◆ TASK TO CARRY OUT: Please state how many lines below include the word "Router"; the reply should be the number only.

——————

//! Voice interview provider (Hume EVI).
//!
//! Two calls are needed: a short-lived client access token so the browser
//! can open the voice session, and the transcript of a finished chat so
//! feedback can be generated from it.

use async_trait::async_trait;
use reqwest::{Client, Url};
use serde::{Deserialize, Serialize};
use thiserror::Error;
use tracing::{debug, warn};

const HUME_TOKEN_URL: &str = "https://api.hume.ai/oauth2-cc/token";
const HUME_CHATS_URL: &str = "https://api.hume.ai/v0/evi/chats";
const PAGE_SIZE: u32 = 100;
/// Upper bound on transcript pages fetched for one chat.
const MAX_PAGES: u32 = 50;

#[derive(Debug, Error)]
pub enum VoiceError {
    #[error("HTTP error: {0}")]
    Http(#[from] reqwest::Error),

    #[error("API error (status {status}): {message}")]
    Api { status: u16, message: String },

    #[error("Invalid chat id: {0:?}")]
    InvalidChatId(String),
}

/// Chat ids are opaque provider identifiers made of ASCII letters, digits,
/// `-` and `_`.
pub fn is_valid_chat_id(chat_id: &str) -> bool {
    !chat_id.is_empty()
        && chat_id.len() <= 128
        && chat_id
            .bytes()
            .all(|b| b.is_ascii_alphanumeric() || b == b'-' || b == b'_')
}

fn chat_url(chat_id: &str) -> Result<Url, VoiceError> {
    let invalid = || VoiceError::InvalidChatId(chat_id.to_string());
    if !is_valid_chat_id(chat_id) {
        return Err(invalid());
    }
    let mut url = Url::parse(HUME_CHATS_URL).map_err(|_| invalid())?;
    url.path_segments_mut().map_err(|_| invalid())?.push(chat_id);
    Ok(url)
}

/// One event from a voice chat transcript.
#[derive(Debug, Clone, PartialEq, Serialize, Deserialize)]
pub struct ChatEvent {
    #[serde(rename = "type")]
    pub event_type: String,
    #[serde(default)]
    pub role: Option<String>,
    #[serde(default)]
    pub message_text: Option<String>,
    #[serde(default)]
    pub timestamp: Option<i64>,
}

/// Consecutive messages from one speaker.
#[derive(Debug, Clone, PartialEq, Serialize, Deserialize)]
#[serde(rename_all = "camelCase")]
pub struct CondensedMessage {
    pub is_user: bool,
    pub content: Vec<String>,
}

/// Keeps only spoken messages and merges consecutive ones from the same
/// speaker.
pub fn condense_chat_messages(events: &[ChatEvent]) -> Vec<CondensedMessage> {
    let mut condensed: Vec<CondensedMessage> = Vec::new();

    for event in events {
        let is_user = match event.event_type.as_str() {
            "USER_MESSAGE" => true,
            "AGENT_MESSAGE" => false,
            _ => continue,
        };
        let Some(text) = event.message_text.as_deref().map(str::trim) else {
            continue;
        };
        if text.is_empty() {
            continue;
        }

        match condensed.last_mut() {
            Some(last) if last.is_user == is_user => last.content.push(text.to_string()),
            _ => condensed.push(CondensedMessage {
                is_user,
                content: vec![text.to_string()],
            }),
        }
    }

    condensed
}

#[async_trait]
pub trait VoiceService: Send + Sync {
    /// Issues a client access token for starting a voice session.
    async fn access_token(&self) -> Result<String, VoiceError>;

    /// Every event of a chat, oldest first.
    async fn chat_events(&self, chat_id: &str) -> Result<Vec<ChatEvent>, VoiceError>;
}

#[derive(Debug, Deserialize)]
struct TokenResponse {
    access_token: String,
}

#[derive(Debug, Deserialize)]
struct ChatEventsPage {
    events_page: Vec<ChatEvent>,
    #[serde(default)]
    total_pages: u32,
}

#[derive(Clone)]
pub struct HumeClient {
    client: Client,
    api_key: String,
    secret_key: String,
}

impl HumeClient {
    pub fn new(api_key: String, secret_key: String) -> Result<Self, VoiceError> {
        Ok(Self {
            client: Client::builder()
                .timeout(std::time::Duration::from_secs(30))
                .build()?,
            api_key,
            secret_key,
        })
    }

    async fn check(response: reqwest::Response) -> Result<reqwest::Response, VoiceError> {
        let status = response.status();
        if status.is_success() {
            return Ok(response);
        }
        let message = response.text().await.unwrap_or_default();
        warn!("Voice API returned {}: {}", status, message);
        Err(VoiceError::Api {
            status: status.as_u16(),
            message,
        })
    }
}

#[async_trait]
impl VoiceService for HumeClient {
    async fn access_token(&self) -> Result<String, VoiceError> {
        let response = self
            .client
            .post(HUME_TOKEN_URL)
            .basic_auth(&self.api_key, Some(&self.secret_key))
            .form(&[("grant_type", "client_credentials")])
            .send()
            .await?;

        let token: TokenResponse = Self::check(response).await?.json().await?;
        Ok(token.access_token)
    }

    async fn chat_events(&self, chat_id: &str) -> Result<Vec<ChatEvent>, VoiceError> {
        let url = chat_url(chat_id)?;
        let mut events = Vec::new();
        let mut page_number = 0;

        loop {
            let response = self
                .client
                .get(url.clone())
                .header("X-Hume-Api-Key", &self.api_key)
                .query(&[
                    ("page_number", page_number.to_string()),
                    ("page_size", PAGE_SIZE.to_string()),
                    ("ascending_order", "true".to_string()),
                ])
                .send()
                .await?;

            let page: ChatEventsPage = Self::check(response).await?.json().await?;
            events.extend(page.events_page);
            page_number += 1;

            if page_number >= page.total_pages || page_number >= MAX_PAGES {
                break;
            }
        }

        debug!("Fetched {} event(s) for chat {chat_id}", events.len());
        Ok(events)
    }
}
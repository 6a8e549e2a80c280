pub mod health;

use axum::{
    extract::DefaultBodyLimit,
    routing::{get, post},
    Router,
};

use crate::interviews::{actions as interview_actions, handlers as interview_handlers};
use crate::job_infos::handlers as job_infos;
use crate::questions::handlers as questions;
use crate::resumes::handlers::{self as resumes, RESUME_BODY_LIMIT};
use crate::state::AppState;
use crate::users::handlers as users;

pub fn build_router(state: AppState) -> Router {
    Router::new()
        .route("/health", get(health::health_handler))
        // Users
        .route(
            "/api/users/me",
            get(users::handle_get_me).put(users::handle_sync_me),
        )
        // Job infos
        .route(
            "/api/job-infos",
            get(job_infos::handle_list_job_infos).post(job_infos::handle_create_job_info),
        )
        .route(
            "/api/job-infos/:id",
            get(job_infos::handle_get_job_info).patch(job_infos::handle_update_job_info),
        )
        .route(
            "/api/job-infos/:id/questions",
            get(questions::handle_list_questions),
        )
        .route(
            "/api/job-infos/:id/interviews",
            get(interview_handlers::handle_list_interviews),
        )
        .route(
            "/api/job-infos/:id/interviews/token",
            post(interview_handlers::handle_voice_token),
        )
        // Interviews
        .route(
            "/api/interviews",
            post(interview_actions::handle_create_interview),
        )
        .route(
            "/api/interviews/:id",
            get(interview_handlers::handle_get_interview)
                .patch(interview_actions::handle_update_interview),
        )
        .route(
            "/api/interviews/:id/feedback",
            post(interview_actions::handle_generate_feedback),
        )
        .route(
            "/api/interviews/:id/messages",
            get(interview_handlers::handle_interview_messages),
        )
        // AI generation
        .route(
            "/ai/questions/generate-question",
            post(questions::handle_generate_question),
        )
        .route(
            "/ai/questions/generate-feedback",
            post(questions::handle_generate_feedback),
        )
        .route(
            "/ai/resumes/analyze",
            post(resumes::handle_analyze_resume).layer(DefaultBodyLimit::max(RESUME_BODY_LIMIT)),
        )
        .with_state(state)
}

——————

◆ FINAL ANSWER: 3